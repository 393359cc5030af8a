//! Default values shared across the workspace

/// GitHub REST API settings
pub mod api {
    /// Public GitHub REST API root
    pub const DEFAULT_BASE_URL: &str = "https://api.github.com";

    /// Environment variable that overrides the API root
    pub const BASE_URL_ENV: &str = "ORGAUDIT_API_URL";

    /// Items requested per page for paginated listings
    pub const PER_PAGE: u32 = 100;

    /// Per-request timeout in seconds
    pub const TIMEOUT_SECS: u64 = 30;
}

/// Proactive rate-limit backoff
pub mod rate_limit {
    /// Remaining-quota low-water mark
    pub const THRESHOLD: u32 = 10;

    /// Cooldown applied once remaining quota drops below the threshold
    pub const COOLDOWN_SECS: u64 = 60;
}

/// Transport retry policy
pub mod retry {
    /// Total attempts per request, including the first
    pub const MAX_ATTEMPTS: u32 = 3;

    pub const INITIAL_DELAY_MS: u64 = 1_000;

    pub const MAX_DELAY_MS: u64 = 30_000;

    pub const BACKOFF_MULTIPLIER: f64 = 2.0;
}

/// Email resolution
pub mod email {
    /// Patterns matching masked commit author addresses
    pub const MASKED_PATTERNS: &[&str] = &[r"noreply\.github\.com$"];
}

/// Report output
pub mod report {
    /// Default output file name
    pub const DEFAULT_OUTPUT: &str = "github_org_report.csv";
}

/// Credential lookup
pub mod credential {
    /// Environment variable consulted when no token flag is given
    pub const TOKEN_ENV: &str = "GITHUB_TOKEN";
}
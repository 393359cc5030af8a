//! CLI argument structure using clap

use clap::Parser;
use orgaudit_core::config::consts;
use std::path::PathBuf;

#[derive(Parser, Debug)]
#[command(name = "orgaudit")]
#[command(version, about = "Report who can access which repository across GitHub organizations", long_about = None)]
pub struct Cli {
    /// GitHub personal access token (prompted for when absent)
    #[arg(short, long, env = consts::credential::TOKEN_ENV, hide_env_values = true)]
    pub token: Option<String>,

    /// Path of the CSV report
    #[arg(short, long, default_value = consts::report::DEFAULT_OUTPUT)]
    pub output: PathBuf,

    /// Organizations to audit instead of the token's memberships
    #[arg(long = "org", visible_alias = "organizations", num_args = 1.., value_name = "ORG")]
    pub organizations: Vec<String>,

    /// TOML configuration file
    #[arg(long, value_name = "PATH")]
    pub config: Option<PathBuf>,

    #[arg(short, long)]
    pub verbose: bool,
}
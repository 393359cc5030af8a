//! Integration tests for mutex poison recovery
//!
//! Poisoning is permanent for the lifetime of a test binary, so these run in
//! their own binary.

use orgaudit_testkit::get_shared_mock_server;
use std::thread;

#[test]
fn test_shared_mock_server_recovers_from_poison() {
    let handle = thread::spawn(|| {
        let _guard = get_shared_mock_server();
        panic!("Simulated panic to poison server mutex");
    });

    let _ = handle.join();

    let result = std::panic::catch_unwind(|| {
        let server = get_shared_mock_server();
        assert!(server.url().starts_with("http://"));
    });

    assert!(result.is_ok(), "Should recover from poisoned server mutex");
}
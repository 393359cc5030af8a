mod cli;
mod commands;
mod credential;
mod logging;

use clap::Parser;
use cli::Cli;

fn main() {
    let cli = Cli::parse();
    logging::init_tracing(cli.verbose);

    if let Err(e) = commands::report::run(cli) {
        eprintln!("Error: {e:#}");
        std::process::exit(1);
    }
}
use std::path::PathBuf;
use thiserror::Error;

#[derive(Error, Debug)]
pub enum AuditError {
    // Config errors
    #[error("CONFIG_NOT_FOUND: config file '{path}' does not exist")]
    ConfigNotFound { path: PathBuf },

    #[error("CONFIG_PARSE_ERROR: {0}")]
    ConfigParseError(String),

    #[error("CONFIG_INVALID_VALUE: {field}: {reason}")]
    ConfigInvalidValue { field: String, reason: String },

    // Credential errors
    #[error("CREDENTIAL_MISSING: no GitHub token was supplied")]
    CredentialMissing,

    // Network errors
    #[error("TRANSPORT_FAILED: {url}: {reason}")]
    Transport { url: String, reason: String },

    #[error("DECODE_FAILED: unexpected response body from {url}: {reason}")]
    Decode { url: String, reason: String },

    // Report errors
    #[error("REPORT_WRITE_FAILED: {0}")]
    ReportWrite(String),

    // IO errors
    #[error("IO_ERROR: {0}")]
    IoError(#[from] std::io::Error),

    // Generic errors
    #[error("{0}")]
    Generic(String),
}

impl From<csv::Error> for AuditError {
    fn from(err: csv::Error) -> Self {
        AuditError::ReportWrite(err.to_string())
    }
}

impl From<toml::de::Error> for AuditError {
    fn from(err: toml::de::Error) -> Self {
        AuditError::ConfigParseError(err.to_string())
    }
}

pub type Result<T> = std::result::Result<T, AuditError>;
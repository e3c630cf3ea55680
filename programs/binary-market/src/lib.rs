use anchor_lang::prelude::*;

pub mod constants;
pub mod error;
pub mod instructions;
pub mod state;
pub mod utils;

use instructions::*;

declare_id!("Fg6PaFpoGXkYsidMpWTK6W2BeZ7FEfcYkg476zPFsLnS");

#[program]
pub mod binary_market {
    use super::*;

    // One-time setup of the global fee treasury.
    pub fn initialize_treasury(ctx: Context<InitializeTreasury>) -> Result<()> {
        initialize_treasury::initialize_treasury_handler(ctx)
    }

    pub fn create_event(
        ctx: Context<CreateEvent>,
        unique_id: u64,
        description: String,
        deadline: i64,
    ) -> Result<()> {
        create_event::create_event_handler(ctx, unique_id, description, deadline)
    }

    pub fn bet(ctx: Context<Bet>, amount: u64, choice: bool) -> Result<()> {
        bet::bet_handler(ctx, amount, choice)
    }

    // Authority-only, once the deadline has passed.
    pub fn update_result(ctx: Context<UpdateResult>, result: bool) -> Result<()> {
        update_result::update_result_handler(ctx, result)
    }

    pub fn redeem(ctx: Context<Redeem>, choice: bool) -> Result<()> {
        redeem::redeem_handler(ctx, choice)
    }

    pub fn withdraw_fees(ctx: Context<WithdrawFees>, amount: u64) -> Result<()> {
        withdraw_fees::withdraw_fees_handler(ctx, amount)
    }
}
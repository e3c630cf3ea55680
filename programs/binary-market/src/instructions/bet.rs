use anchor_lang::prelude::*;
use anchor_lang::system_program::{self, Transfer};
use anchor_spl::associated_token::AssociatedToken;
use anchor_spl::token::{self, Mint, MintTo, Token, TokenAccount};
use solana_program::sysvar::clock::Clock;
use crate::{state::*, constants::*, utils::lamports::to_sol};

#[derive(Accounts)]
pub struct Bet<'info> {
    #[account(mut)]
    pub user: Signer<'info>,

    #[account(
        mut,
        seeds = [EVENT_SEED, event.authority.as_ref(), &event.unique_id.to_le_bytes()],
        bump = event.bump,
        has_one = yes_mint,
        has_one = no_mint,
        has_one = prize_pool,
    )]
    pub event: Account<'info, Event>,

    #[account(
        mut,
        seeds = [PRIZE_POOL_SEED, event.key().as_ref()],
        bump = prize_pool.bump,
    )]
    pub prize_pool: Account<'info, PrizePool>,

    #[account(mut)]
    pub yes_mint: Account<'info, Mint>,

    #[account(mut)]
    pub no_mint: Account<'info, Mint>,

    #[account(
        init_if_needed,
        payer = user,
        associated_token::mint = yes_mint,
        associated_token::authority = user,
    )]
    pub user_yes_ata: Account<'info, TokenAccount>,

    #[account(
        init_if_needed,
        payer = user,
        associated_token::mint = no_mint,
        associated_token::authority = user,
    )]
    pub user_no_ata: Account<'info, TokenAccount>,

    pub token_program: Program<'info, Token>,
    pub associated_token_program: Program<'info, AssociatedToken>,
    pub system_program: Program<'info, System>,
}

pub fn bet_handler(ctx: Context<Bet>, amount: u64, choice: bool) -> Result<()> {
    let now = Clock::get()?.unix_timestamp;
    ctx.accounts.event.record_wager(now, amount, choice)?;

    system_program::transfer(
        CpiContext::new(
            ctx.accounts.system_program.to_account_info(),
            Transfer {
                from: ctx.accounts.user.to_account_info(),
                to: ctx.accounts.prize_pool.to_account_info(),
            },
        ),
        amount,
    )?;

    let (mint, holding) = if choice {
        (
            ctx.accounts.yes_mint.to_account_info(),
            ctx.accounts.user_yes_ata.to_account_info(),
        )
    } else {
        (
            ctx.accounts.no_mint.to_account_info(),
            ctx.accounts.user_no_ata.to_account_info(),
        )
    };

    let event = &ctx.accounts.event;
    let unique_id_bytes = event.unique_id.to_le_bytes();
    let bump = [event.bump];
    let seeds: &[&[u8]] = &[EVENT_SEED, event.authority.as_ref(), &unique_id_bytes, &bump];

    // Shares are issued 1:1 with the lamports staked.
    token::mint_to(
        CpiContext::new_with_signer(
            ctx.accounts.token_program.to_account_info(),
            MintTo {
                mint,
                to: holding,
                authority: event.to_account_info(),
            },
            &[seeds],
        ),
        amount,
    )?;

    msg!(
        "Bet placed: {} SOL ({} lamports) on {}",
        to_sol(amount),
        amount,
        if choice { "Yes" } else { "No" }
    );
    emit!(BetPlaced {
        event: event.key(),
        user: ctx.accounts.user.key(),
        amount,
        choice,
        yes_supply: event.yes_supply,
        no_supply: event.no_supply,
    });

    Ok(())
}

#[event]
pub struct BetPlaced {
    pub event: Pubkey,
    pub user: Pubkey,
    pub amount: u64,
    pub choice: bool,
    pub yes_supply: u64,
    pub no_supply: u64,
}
# # # # #
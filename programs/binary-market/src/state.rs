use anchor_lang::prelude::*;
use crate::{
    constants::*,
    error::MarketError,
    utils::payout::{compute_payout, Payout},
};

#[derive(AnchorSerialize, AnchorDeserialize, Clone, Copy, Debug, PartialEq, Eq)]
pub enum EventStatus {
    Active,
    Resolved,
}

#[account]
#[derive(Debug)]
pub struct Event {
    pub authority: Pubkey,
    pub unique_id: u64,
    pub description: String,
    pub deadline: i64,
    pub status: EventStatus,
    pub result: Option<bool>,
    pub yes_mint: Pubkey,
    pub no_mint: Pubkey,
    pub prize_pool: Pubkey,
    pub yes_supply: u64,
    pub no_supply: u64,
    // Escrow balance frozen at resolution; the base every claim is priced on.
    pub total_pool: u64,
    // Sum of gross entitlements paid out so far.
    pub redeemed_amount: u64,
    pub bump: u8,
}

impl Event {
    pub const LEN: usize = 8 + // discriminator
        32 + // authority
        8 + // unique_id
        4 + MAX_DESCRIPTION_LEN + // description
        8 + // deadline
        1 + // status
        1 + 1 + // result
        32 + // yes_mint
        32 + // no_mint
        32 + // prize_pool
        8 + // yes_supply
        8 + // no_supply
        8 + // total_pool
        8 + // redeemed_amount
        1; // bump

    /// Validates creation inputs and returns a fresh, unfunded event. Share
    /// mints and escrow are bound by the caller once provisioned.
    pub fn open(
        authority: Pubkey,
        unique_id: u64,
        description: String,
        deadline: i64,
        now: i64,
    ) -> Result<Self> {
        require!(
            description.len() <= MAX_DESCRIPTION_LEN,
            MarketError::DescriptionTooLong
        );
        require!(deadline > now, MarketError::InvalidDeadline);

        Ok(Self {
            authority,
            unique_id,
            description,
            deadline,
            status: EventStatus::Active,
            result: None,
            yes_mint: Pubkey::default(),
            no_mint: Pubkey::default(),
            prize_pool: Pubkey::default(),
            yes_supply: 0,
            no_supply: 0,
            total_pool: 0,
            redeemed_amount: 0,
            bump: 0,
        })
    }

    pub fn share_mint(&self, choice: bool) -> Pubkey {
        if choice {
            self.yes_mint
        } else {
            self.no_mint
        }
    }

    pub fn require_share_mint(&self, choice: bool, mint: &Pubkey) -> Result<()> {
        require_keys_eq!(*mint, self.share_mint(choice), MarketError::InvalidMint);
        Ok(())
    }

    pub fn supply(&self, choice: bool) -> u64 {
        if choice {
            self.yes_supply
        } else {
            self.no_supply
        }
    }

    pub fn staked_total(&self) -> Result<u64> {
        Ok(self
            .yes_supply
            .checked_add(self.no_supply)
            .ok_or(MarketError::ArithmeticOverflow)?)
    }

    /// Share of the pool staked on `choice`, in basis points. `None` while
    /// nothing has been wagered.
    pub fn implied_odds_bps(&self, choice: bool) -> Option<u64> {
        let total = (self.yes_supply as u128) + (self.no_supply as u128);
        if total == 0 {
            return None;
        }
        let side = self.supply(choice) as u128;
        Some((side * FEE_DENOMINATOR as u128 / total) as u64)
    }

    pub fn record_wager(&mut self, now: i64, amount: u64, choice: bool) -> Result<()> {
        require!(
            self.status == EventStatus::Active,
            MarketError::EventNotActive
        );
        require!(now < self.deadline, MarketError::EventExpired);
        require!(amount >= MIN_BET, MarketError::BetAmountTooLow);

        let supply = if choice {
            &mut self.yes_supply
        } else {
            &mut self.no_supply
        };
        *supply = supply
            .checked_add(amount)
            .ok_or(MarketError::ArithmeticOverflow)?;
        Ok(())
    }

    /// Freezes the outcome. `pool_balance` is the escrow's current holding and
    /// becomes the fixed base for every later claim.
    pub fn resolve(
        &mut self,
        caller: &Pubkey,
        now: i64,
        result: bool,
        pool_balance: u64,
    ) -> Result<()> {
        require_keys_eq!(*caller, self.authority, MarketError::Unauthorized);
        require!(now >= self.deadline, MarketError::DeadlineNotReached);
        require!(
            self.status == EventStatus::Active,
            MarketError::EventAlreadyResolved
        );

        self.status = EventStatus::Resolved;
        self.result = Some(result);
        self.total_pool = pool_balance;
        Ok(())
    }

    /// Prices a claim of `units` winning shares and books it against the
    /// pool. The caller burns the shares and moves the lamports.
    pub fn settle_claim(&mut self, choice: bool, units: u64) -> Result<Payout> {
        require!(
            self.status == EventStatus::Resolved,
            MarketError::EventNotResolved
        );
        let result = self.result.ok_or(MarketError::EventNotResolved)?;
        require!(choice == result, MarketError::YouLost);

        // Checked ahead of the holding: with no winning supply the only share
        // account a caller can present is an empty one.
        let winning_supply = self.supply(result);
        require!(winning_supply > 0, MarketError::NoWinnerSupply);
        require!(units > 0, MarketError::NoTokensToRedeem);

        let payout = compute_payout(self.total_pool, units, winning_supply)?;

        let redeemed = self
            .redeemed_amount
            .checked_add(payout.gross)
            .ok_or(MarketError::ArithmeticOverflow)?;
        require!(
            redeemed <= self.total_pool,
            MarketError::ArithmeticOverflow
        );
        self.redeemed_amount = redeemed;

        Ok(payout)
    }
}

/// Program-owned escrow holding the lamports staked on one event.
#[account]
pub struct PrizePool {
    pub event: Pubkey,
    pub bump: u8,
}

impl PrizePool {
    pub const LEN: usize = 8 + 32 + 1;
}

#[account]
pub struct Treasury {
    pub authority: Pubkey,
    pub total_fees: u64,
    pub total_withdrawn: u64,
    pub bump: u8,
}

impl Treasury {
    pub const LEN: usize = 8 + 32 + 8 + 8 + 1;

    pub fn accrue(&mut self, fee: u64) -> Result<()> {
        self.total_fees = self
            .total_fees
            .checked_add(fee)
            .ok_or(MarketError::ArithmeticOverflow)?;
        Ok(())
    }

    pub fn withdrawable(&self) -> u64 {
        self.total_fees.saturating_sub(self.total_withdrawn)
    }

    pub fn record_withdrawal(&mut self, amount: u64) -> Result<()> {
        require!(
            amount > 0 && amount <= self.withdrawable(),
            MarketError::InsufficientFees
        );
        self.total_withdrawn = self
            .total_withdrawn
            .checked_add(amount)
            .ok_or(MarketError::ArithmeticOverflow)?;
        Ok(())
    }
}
# # # # #
■ **Aim of the task**: From the material above, state how many lines hold the word "access", giving nothing but the number.

■ **Solved problem**: 2